*** Material to process ***
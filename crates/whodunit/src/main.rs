//! The whodunit command-line tool.

mod cli;

use clap::Parser;
use cli::{Cli, Commands};
use tracing::{debug, info};
use whodunit::{SqliteNovelRepository, WhodunitConfig, init_tracing};

#[tokio::main]
async fn main() -> anyhow::Result<()> {
    let loaded_env = dotenvy::dotenv().ok();

    let cli = Cli::parse();
    init_tracing(cli.log_json);
    if let Some(path) = loaded_env {
        debug!(path = %path.display(), "Loaded environment file");
    }

    let config = WhodunitConfig::load(cli.config.as_deref())?;
    let database_url = cli
        .database_url
        .clone()
        .unwrap_or_else(|| config.storage().database_url().clone());
    info!(
        model = %config.api().model(),
        mode = ?config.queue().mode(),
        "Configuration loaded"
    );

    match cli.command {
        Commands::Write(args) => cli::handle_write_command(&config, &database_url, args).await,
        Commands::Compile { session, out, plain } => {
            cli::handle_compile_command(&session, &out, plain)
        }
        Commands::Status { session } => cli::handle_status_command(&session),
        Commands::Novel(command) => {
            let repo = SqliteNovelRepository::open(&database_url)?;
            cli::handle_novel_command(&repo, command).await
        }
        Commands::Character(command) => {
            let repo = SqliteNovelRepository::open(&database_url)?;
            cli::handle_character_command(&repo, command).await
        }
    }
}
*** End of Material to process ***
**Task objective**
What is needed is a word-for-word copy of all the records above.

**Solved problem**
filename crates/whodunit/src/main.rs
//! The whodunit command-line tool.

mod cli;

use clap::Parser;
use cli::{Cli, Commands};
use tracing::{debug, info};
use whodunit::{SqliteNovelRepository, WhodunitConfig, init_tracing};

#[tokio::main]
async fn main() -> anyhow::Result<()> {
    let loaded_env = dotenvy::dotenv().ok();

    let cli = Cli::parse();
    init_tracing(cli.log_json);
    if let Some(path) = loaded_env {
        debug!(path = %path.display(), "Loaded environment file");
    }

    let config = WhodunitConfig::load(cli.config.as_deref())?;
    let database_url = cli
        .database_url
        .clone()
        .unwrap_or_else(|| config.storage().database_url().clone());
    info!(
        model = %config.api().model(),
        mode = ?config.queue().mode(),
        "Configuration loaded"
    );

    match cli.command {
        Commands::Write(args) => cli::handle_write_command(&config, &database_url, args).await,
        Commands::Compile { session, out, plain } => {
            cli::handle_compile_command(&session, &out, plain)
        }
        Commands::Status { session } => cli::handle_status_command(&session),
        Commands::Novel(command) => {
            let repo = SqliteNovelRepository::open(&database_url)?;
            cli::handle_novel_command(&repo, command).await
        }
        Commands::Character(command) => {
            let repo = SqliteNovelRepository::open(&database_url)?;
            cli::handle_character_command(&repo, command).await
        }
    }
}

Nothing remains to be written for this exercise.